Мистер Доггер твердо вознамерился отыскать ключ к разгадке и, возможно, задать мистеру Уинтермарчу вопрос напрямую, если разговор потечет в нужном направлении. А уж соизволит ли мистер Уинтермарч ответить и если ответит, то не солжет ли, — это, разумеется, уже совсем другая проблема.
Узкая тропка взбиралась все выше и выше, по левую руку от дороги черная гладь озера отступала все дальше, а вокруг двуколки смыкались высокие сосны, ели и кедры Скайлингденского леса. Воздух чащи был удушливым и спертым. Склон сделался заметно круче; впереди замаячил резкий поворот. Мистер Доггер как раз преодолевал этот непростой участок дороги, когда вдруг неожиданно столкнулся нос к носу с еще одной запряженной конем двуколкой, что в отличие от него катилась вниз.
Едва поверенный разглядел, кто правит лошадью, лик его слегка омрачился, при том, что профессиональная личина, вроде как у слуги Ларкома, не изменилась ни на йоту. Он натянул поводья и прикоснулся пальцем к полям шляпы; джентльмен, спускающийся по склону, поступил точно так же.
— Да вы новых жильцов Скайлингдена навещали, — промолвил поверенный, не столько предполагая, сколько констатируя факт.
Второй джентльмен чопорно кивнул. Лицо его, гладкое и невыразительное, сродни бледному пергаменту, с кроткими голубыми глазами, дышало спокойной безмятежностью. Из-под шляпы выбивались жидкие пряди седых волос; все остальное скрывал темно-синий костюм.
— Я засвидетельствовал свое почтение мистеру Уинтермарчу и его семье, — промолвил мистер Холл (конечно же, это был он), — и сердечно их поприветствовал от лица всех обитателей города.
— И как вас приняли? — поинтересовался мистер Доггер, выпрямившись на сиденье и скрестив на груди руки.
— Во всех отношениях любезно.
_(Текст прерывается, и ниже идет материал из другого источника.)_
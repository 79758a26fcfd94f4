//! 单事件观察者适配器：把闭包包装成 [`DownloadObserver`]，供 `with_xx` 使用。

use async_trait::async_trait;

use crate::internal::download::structs::download_error::DownloadError;
use crate::internal::download::structs::progress_tracker::ProgressSnapshot;
use crate::internal::download::traits::observer::DownloadObserver;

/// 仅关心「进度」的适配器。
pub(crate) struct OnProgressAdapter<F>(pub(crate) F);

#[async_trait]
impl<F> DownloadObserver for OnProgressAdapter<F>
where
    F: FnMut(&ProgressSnapshot) + Send + Sync + 'static,
{
    async fn on_progress(&mut self, snapshot: &ProgressSnapshot) {
        (self.0)(snapshot);
    }
}

/// 仅关心「完成」的适配器。
pub(crate) struct OnFinishAdapter<F>(pub(crate) F);

#[async_trait]
impl<F> DownloadObserver for OnFinishAdapter<F>
where
    F: FnMut() + Send + Sync + 'static,
{
    async fn on_finish(&mut self) {
        (self.0)();
    }
}

/// 仅关心「失败」的适配器。
pub(crate) struct OnErrorAdapter<F>(pub(crate) F);

#[async_trait]
impl<F> DownloadObserver for OnErrorAdapter<F>
where
    F: FnMut(&DownloadError) + Send + Sync + 'static,
{
    async fn on_error(&mut self, error: &DownloadError) {
        (self.0)(error);
    }
}

/// 仅关心「取消」的适配器。
pub(crate) struct OnStopAdapter<F>(pub(crate) F);

#[async_trait]
impl<F> DownloadObserver for OnStopAdapter<F>
where
    F: FnMut() + Send + Sync + 'static,
{
    async fn on_stop(&mut self) {
        (self.0)();
    }
}
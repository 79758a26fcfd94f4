//! 取消信号：一次性置位，各 worker 在读循环间轮询观察。

use std::sync::atomic::{AtomicBool, Ordering};
use std::sync::Arc;

/// 协作式取消标志。Clone 得到同一信号的句柄。
#[derive(Clone, Debug, Default)]
pub struct CancelFlag {
    tripped: Arc<AtomicBool>,
}

impl CancelFlag {
    pub fn new() -> Self {
        Self::default()
    }

    /// 置位取消信号。
    pub fn trip(&self) {
        self.tripped.store(true, Ordering::SeqCst);
    }

    pub fn is_tripped(&self) -> bool {
        self.tripped.load(Ordering::SeqCst)
    }

    /// 复位，用于同一任务再次启动。
    pub fn reset(&self) {
        self.tripped.store(false, Ordering::SeqCst);
    }
}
В целом они показались мне превосходным семейством, хотя и несколько замкнутым.
— Обустраиваются, никак?
— По всей видимости.
— Я слыхал, там еще жена и юная дочь наблюдаются: Уинтермарч, et uxor, et filia.
— Да. Жена и сама довольно юна для джентльмена в возрасте мистера Уинтермарча, а дочь — не старше девяти-десяти лет. Прелестное дитя и на мать похожа как две капли воды. Исключительно респектабельное семейство. А вы, я так понимаю, едете с той же миссией?
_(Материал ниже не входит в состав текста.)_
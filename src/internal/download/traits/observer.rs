//! 下载观察者 trait：在任务生命周期各节点插入自定义逻辑。
//!
//! 所有方法默认空实现，按需覆写。调用保证发生在锁临界区之外；
//! 同一分片的回调在其 worker 内串行，跨分片的回调可能交错。

use async_trait::async_trait;

use crate::internal::download::structs::download_error::DownloadError;
use crate::internal::download::structs::progress_tracker::ProgressSnapshot;

/// 下载流程观察者。
///
/// 注册方式二选一（可混用）：
/// - **单事件**：用任务构建器的 `with_on_progress` / `with_on_finish` /
///   `with_on_error` 传入闭包；
/// - **完整观察者**：实现本 trait，通过构建器的 `with_observer` 注册。
#[async_trait]
pub trait DownloadObserver: Send + Sync {
    /// 任务进入下载状态后、一切分片事件之前调用。
    async fn on_start(&mut self) {}

    /// 进度事件，约每秒一次。
    async fn on_progress(&mut self, _snapshot: &ProgressSnapshot) {}

    /// 暂停生效后调用。
    async fn on_pause(&mut self) {}

    /// 恢复生效后调用。
    async fn on_resume(&mut self) {}

    /// 任务成功完成后调用。
    async fn on_finish(&mut self) {}

    /// 任务失败终止时调用，携带终态错误。
    async fn on_error(&mut self, _error: &DownloadError) {}

    /// 任务被取消终止时调用。
    async fn on_stop(&mut self) {}

    /// 某分片开始下载。
    async fn on_chunk_start(&mut self, _index: usize, _start: u64, _end: u64) {}

    /// 某分片下载完成，`bytes_written` 为该 worker 实际写入的字节数。
    async fn on_chunk_finish(&mut self, _index: usize, _start: u64, _end: u64, _bytes_written: u64) {
    }

    /// 某分片最终失败（重试耗尽或不可重试错误）。
    async fn on_chunk_error(&mut self, _index: usize, _start: u64, _end: u64, _error: &DownloadError) {
    }

    /// 开始把分片合并为最终文件。
    async fn on_assemble_start(&mut self) {}

    /// 合并完成。
    async fn on_assemble_finish(&mut self) {}

    /// 合并失败。
    async fn on_assemble_error(&mut self, _error: &DownloadError) {}

    /// 任务被释放。
    async fn on_dispose(&mut self) {}
}
//! 单个分片的进度计数，由对应 worker 更新、聚合器读取。

/// 分片进度视图。
#[derive(Debug, Clone, Default)]
pub struct ChunkProgress {
    /// 分片下标
    pub index: usize,
    /// 已下载字节数
    pub bytes_downloaded: u64,
    /// 预期总字节数
    pub expected_total: u64,
    /// 是否已完成
    pub is_complete: bool,
}

impl ChunkProgress {
    /// 进度百分比（0～100）；预期总量为 0 时返回 0。
    pub fn pct(&self) -> f64 {
        if self.expected_total == 0 {
            return 0.0;
        }
        (self.bytes_downloaded as f64 / self.expected_total as f64 * 100.0).clamp(0.0, 100.0)
    }
}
— Вы — сама проницательность, — улыбнулся поверенный, подпуская в улыбку самую что ни на есть малую толику иронии. — Но, конечно же, при вашей профессии иначе нельзя. Доктор должен быть зорким и бдительным союзником пациентов — по крайней мере так мне объясняли.
Эти два джентльмена относились друг к другу с вежливой, однако весьма ощутимой прохладцей в силу не вполне очевидной причины, причем с незапамятных времен, так что их сдержанное обхождение друг с другом уже вошло в привычку, и оба научились ее не замечать.
— Удачи вам в вашем начинании, — промолвил доктор Холл, готовясь развернуть двуколку и лошадь так, чтобы объехать экипаж поверенного. Ему предстояло навестить своих пациентов, и из графика он уже выбился.
— А что за человек этот Уинтермарч? — резко осведомился мистер Доггер. — Будьте добры, ваше профессиональное мнение, сэр. Не беспокойтесь, надолго я вас не задержу.
Доктор помолчал, осмысливая нежданный вопрос. Врожденная осмотрительность внушала придержать язык, в то время как здравый смысл не видел вреда в том, чтобы поведать те подробности, которые собеседник выяснит и сам, едва добравшись до усадьбы. Наконец здравый смысл возобладал.